In 2012, European researchers developed a generic set of farmland biodiversity indicators which capture species and habitat diversity at the farm scale (Targetti et al. 2014, https://doi.org/10.1016/j.ecolind.2014.04.050). Their suggested approach to determine diversity requires the identification of a wide range of species that represent different trophic levels in the local ecosystem. Despite the importance of such information, the model seems neither feasible nor scalable when using conventional approaches to species identification which require impractically extensive time and cost commitments.
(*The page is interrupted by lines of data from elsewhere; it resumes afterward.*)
//! REST client for the time-triggered scheduler service.

use async_trait::async_trait;
use reqwest::{Client, Method, StatusCode};
use serde::{Deserialize, Serialize};

use super::error::SchedulerError;
use super::http::ServiceEndpoint;
use super::SchedulerClient;

/// Whether the scheduler should fire a schedule.
#[derive(Debug, Clone, Copy, PartialEq, Eq, Serialize, Deserialize)]
#[serde(rename_all = "UPPERCASE")]
pub enum ScheduleState {
    Enabled,
    Disabled,
}

#[derive(Debug, Clone, Copy, PartialEq, Eq, Serialize, Deserialize)]
#[serde(rename_all = "UPPERCASE")]
pub enum FlexibleTimeWindowMode {
    Off,
    Flexible,
}

/// Window within which the scheduler may fire. Reminders always use `OFF`.
#[derive(Debug, Clone, PartialEq, Eq, Serialize, Deserialize)]
#[serde(rename_all = "PascalCase")]
pub struct FlexibleTimeWindow {
    pub mode: FlexibleTimeWindowMode,
}

impl FlexibleTimeWindow {
    pub fn off() -> Self {
        Self {
            mode: FlexibleTimeWindowMode::Off,
        }
    }
}

/// What the scheduler invokes at fire time, and as whom.
#[derive(Debug, Clone, PartialEq, Eq, Serialize, Deserialize)]
#[serde(rename_all = "PascalCase")]
pub struct ScheduleTarget {
    pub arn: String,
    pub role_arn: String,
    /// JSON document delivered to the target.
    pub input: String,
}

/// Body of a create-schedule call.
#[derive(Debug, Clone, PartialEq, Eq, Serialize, Deserialize)]
#[serde(rename_all = "PascalCase")]
pub struct CreateScheduleRequest {
    pub name: String,
    pub group_name: String,
    pub schedule_expression: String,
    pub schedule_expression_timezone: String,
    pub state: ScheduleState,
    pub flexible_time_window: FlexibleTimeWindow,
    pub target: ScheduleTarget,
}

impl CreateScheduleRequest {
    /// The target input decoded back into JSON.
    pub fn payload(&self) -> serde_json::Result<serde_json::Value> {
        serde_json::from_str(&self.target.input)
    }
}

/// Scheduler client speaking the `/schedules/{name}` REST resource.
pub struct HttpSchedulerClient {
    endpoint: ServiceEndpoint,
    group_name: String,
}

impl HttpSchedulerClient {
    pub fn new(client: Client, base_url: &str, api_key: Option<String>, group_name: &str) -> Self {
        Self {
            endpoint: ServiceEndpoint::new(client, base_url, api_key),
            group_name: group_name.to_string(),
        }
    }
}

#[async_trait]
impl SchedulerClient for HttpSchedulerClient {
    async fn create_schedule(&self, request: &CreateScheduleRequest) -> Result<(), SchedulerError> {
        let url = self.endpoint.url(&["schedules", &request.name]);
        let resp = self
            .endpoint
            .request(Method::POST, url)
            .json(request)
            .send()
            .await?;

        let status = resp.status();
        if status == StatusCode::CONFLICT {
            return Err(SchedulerError::Conflict(request.name.clone()));
        }
        if !status.is_success() {
            let body = resp.text().await.unwrap_or_default();
            return Err(SchedulerError::Http {
                status: status.as_u16(),
                body,
            });
        }

        Ok(())
    }

    async fn delete_schedule(&self, name: &str) -> Result<(), SchedulerError> {
        let url = self.endpoint.url(&["schedules", name]);
        let resp = self
            .endpoint
            .request(Method::DELETE, url)
            .query(&[("groupName", self.group_name.as_str())])
            .send()
            .await?;

        let status = resp.status();
        if status == StatusCode::NOT_FOUND {
            return Err(SchedulerError::NotFound(name.to_string()));
        }
        if !status.is_success() {
            let body = resp.text().await.unwrap_or_default();
            return Err(SchedulerError::Http {
                status: status.as_u16(),
                body,
            });
        }

        Ok(())
    }
}
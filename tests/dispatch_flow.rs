//! Reminder dispatch against in-memory collaborators.

use std::sync::Arc;

use deadline_reminders::dispatch::{DispatchFailure, DispatchOutcome, Dispatcher, SkipReason};
use deadline_reminders::task::image_from_strings;
use deadline_reminders::testing::{
    test_config, InMemoryDelivery, InMemoryDirectory, InMemoryTaskStore,
};

struct World {
    tasks: Arc<InMemoryTaskStore>,
    directory: Arc<InMemoryDirectory>,
    delivery: Arc<InMemoryDelivery>,
    dispatcher: Dispatcher,
}

fn world() -> World {
    let tasks = Arc::new(InMemoryTaskStore::new());
    let directory = Arc::new(InMemoryDirectory::new());
    let delivery = Arc::new(InMemoryDelivery::new());
    let dispatcher = Dispatcher::new(
        &test_config(),
        tasks.clone(),
        directory.clone(),
        delivery.clone(),
    );
    World {
        tasks,
        directory,
        delivery,
        dispatcher,
    }
}

fn t1(status: &str) -> deadline_reminders::task::Image {
    image_from_strings([
        ("taskId", "t1"),
        ("status", status),
        ("deadline", "2025-05-01T10:00:00+00:00"),
        ("assigneeId", "u1"),
        ("title", "Quarterly review"),
    ])
}

#[tokio::test]
async fn active_task_is_reminded() {
    let w = world();
    w.tasks.insert(t1("active"));
    w.directory.insert("u1", "u1@example.com");

    let outcome = w.dispatcher.dispatch("t1").await;

    assert_eq!(
        outcome,
        DispatchOutcome::Sent {
            task_id: "t1".to_string(),
            address: "u1@example.com".to_string(),
        }
    );
    let sent = w.delivery.sent();
    assert_eq!(sent.len(), 1);
    assert_eq!(sent[0].1.subject, "Task Reminder");
    assert_eq!(
        sent[0].1.body,
        "Reminder: Task 'Quarterly review' (ID: t1) is due in 1 hour at 2025-05-01T10:00:00+00:00."
    );
}

#[tokio::test]
async fn task_completed_after_scheduling_is_not_reminded() {
    let w = world();
    w.tasks.insert(t1("completed"));
    w.directory.insert("u1", "u1@example.com");

    let outcome = w.dispatcher.dispatch("t1").await;

    assert_eq!(
        outcome,
        DispatchOutcome::Skipped {
            task_id: "t1".to_string(),
            reason: SkipReason::NotActive,
        }
    );
    assert!(w.delivery.sent().is_empty());
}

#[tokio::test]
async fn assignee_without_contact_is_skipped() {
    let w = world();
    w.tasks.insert(t1("active"));

    let outcome = w.dispatcher.dispatch("t1").await;

    assert!(matches!(
        outcome,
        DispatchOutcome::Skipped {
            reason: SkipReason::NoContact,
            ..
        }
    ));
    assert!(w.delivery.sent().is_empty());
}

#[tokio::test]
async fn directory_outage_is_a_failure() {
    let w = world();
    w.tasks.insert(t1("active"));
    w.directory.fail_with("directory unavailable");

    let outcome = w.dispatcher.dispatch("t1").await;

    assert!(matches!(
        outcome,
        DispatchOutcome::Failed {
            error: DispatchFailure::Directory(_),
            ..
        }
    ));
    let json = serde_json::to_value(&outcome).unwrap();
    assert_eq!(json["outcome"], "failed");
    assert_eq!(json["error"]["source"], "directory");
}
In addition, information on traits associated with trophic guilds and behavior are sparse, so measuring ecosystem services, estimating potential for crop damage, and assessing other kinds of biodiversity function are not simple, even once we have species monitoring data.
This project works under the premise to make farmland biodiversity estimates and assessments cost effective and scalable, by leveraging existing metabarcoding technology, biodiversity knowledge, and research e-infrastructure. Prospective students could work on the following aspects of the project:
- Automated data mining (crawler and scraper technology) of distributed digitized primary literature.
- Help to build the analytical backbone that delivers near real-time information on both the presence/absence of species and the functional diversity indicators that reflect the productive capacity of agrosystems.